● **Aim of the task**
Where does the string "pred" occur in the entries below? Copy every line where it does.

[Source data]
• • • • • • •
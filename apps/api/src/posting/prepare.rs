//! Prepares the arguments of the on-chain `postJob` call.
//!
//! The wallet makes the call; this only decides whether the posting may go
//! ahead and packages `postJob(title, description, aiRating, stakeAmount)`.

use serde::Serialize;
use tracing::info;

use crate::analysis::gateway::{AnalysisError, AnalysisGateway, AnalysisResult};
use crate::analysis::policy::ModerationVerdict;
use crate::errors::AppError;
use crate::posting::draft::JobDraft;
use crate::posting::stake::{format_ether, parse_stake};

pub const BLOCKED_MESSAGE: &str = "Job posting deemed misleading. Please revise.";

/// Arguments for `JobBoard.postJob`.
#[derive(Debug, Clone, PartialEq, Serialize)]
#[serde(rename_all = "camelCase")]
pub struct PostJobCall {
    pub contract_address: String,
    pub title: String,
    pub description: String,
    pub ai_rating: u8,
    /// uint256 as a decimal string; JSON numbers cannot hold it.
    pub stake_amount_wei: String,
}

#[derive(Debug, Clone, Serialize)]
#[serde(rename_all = "camelCase")]
pub struct PreparedPosting {
    pub analysis: AnalysisResult,
    pub verdict: ModerationVerdict,
    pub stake_amount_eth: String,
    pub call: PostJobCall,
}

/// True for a `0x`-prefixed 20-byte hex address.
pub fn is_valid_address(address: &str) -> bool {
    address
        .strip_prefix("0x")
        .or_else(|| address.strip_prefix("0X"))
        .is_some_and(|hex| hex.len() == 40 && hex.chars().all(|c| c.is_ascii_hexdigit()))
}

/// Checks the draft and stake locally, then analyses the posting and builds
/// the contract call unless the verdict blocks it.
pub async fn prepare_posting(
    draft: &JobDraft,
    gateway: &AnalysisGateway,
    contract_address: Option<&str>,
) -> Result<PreparedPosting, AppError> {
    let missing = draft.missing_fields();
    if !missing.is_empty() {
        return Err(AppError::Validation(format!(
            "Missing or invalid fields: {}",
            missing.join(", ")
        )));
    }

    let stake_wei = parse_stake(&draft.stake_amount)?;

    let contract_address = contract_address
        .ok_or_else(|| AnalysisError::ConfigurationMissing("JOB_BOARD_ADDRESS".to_string()))?;

    let analysis = gateway.analyze(&draft.posting_text()).await?;
    let verdict = analysis.verdict();

    if !verdict.allows_submission() {
        info!("Blocked posting '{}' with rating {}", draft.title, analysis.rating);
        return Err(AppError::UnprocessableEntity(format!(
            "{BLOCKED_MESSAGE} Feedback: {}",
            analysis.feedback
        )));
    }

    let ai_rating = u8::try_from(analysis.rating)
        .map_err(|_| AppError::Internal(anyhow::anyhow!("rating {} exceeds u8", analysis.rating)))?;

    Ok(PreparedPosting {
        verdict,
        stake_amount_eth: format_ether(stake_wei),
        call: PostJobCall {
            contract_address: contract_address.to_string(),
            title: draft.title.trim().to_string(),
            description: draft.description.clone(),
            ai_rating,
            stake_amount_wei: stake_wei.to_string(),
        },
        analysis,
    })
}
// Prompt constants for the Posting-Analysis Gateway.
// Reuses the turn markers from llm_client::prompts.

use crate::llm_client::prompts::user_turn;

/// Misleading-content rating prompt. Replace `{job_posting}` before sending.
pub const ANALYZE_PROMPT_TEMPLATE: &str = "\
Analyze the following job posting for misleading content. Rate it on a scale of 1 (not misleading) to 5 (very misleading).
Provide a short explanation why it received this rating.

Job Posting:
{job_posting}

Please respond in this format EXACTLY, IN PLAIN TEXT! NO MARKDOWN!:
Rating: [number between 1-5]
Feedback: [your explanation here]";

/// Builds the full raw-completion input for a posting.
pub fn build_analysis_prompt(job_posting: &str) -> String {
    user_turn(&ANALYZE_PROMPT_TEMPLATE.replace("{job_posting}", job_posting))
}
// Job catalogue: the read-only listing file the board renders.

pub mod handlers;
pub mod models;
pub mod store;
//! Recording runtime with failure injection.
//!
//! Lets tests drive the pool without a platform while asserting on the exact
//! sequence of remote calls.

use super::{ActionRequest, ActionRuntime, ActionSpec, PingReply, RuntimeError, RuntimeFuture};
use parking_lot::Mutex;
use std::collections::HashSet;
use std::time::Duration;

/// One remote call seen by [`MockRuntime`]
#[derive(Debug, Clone, PartialEq, Eq)]
pub enum RuntimeCall {
    Provision { name: String, memory_mb: u32 },
    UpdateMemory { name: String, memory_mb: u32 },
    Ping { name: String },
    Invoke { name: String, request: ActionRequest },
    Delete { name: String },
}

#[derive(Default)]
struct Faults {
    provision_failures: usize,
    fail_updates: bool,
    fail_invokes: bool,
    fail_deletes: bool,
    ping_payload: Option<String>,
    ping_hangs: bool,
    provision_delay: Option<Duration>,
    invoke_delay: Option<Duration>,
}

#[derive(Default)]
struct State {
    calls: Vec<RuntimeCall>,
    live: HashSet<String>,
    faults: Faults,
}

/// In-memory [`ActionRuntime`].
#[derive(Default)]
pub struct MockRuntime {
    state: Mutex<State>,
}

impl MockRuntime {
    pub fn new() -> Self {
        Self::default()
    }

    /// Fail the next `n` provision calls
    pub fn fail_next_provisions(&self, n: usize) {
        self.state.lock().faults.provision_failures = n;
    }

    /// Fail every memory update
    pub fn fail_updates(&self, fail: bool) {
        self.state.lock().faults.fail_updates = fail;
    }

    /// Fail every invoke
    pub fn fail_invokes(&self, fail: bool) {
        self.state.lock().faults.fail_invokes = fail;
    }

    /// Fail every delete
    pub fn fail_deletes(&self, fail: bool) {
        self.state.lock().faults.fail_deletes = fail;
    }

    /// Answer pings with this body instead of `PONG`
    pub fn ping_payload(&self, payload: Option<&str>) {
        self.state.lock().faults.ping_payload = payload.map(str::to_string);
    }

    /// Never answer pings
    pub fn ping_hangs(&self, hang: bool) {
        self.state.lock().faults.ping_hangs = hang;
    }

    /// Delay every provision call
    pub fn provision_delay(&self, delay: Option<Duration>) {
        self.state.lock().faults.provision_delay = delay;
    }

    /// Delay every invoke
    pub fn invoke_delay(&self, delay: Option<Duration>) {
        self.state.lock().faults.invoke_delay = delay;
    }

    /// Every call so far, in order
    pub fn calls(&self) -> Vec<RuntimeCall> {
        self.state.lock().calls.clone()
    }

    /// Number of calls matching `pred`
    pub fn count(&self, pred: impl Fn(&RuntimeCall) -> bool) -> usize {
        self.state.lock().calls.iter().filter(|c| pred(c)).count()
    }

    /// Actions provisioned and not yet deleted
    pub fn live_actions(&self) -> usize {
        self.state.lock().live.len()
    }

    /// Whether `name` is provisioned and not deleted
    pub fn is_live(&self, name: &str) -> bool {
        self.state.lock().live.contains(name)
    }

    fn record(&self, call: RuntimeCall) {
        self.state.lock().calls.push(call);
    }
}

impl ActionRuntime for MockRuntime {
    fn provision<'a>(&'a self, spec: &'a ActionSpec) -> RuntimeFuture<'a, ()> {
        Box::pin(async move {
            self.record(RuntimeCall::Provision {
                name: spec.name.clone(),
                memory_mb: spec.memory_mb,
            });
            let delay = self.state.lock().faults.provision_delay;
            if let Some(delay) = delay {
                tokio::time::sleep(delay).await;
            }

            let mut state = self.state.lock();
            if state.faults.provision_failures > 0 {
                state.faults.provision_failures -= 1;
                return Err(RuntimeError::Injected(format!("provision {}", spec.name)));
            }
            state.live.insert(spec.name.clone());
            Ok(())
        })
    }

    fn update_memory<'a>(&'a self, spec: &'a ActionSpec) -> RuntimeFuture<'a, ()> {
        Box::pin(async move {
            self.record(RuntimeCall::UpdateMemory {
                name: spec.name.clone(),
                memory_mb: spec.memory_mb,
            });
            if self.state.lock().faults.fail_updates {
                return Err(RuntimeError::Injected(format!("update {}", spec.name)));
            }
            Ok(())
        })
    }

    fn ping<'a>(&'a self, name: &'a str) -> RuntimeFuture<'a, PingReply> {
        Box::pin(async move {
            self.record(RuntimeCall::Ping {
                name: name.to_string(),
            });
            let (hangs, payload) = {
                let state = self.state.lock();
                (state.faults.ping_hangs, state.faults.ping_payload.clone())
            };
            if hangs {
                std::future::pending::<()>().await;
            }
            Ok(match payload {
                Some(body) => PingReply {
                    status_code: 200,
                    body,
                },
                None => PingReply::pong(),
            })
        })
    }

    fn invoke<'a>(
        &'a self,
        name: &'a str,
        request: &'a ActionRequest,
    ) -> RuntimeFuture<'a, String> {
        Box::pin(async move {
            self.record(RuntimeCall::Invoke {
                name: name.to_string(),
                request: *request,
            });
            let delay = self.state.lock().faults.invoke_delay;
            if let Some(delay) = delay {
                tokio::time::sleep(delay).await;
            }
            if self.state.lock().faults.fail_invokes {
                return Err(RuntimeError::Injected(format!("{} on {}", request.op(), name)));
            }
            Ok(r#"{"statusCode":200,"body":"OK"}"#.to_string())
        })
    }

    fn delete<'a>(&'a self, name: &'a str) -> RuntimeFuture<'a, ()> {
        Box::pin(async move {
            self.record(RuntimeCall::Delete {
                name: name.to_string(),
            });
            let mut state = self.state.lock();
            state.live.remove(name);
            if state.faults.fail_deletes {
                return Err(RuntimeError::Injected(format!("delete {}", name)));
            }
            Ok(())
        })
    }

    fn kind(&self) -> &'static str {
        "mock"
    }
}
• • • • • • •
● **Output for this task**
    /// Number of calls matching `pred`
    pub fn count(&self, pred: impl Fn(&RuntimeCall) -> bool) -> usize {
        self.state.lock().calls.iter().filter(|c| pred(c)).count()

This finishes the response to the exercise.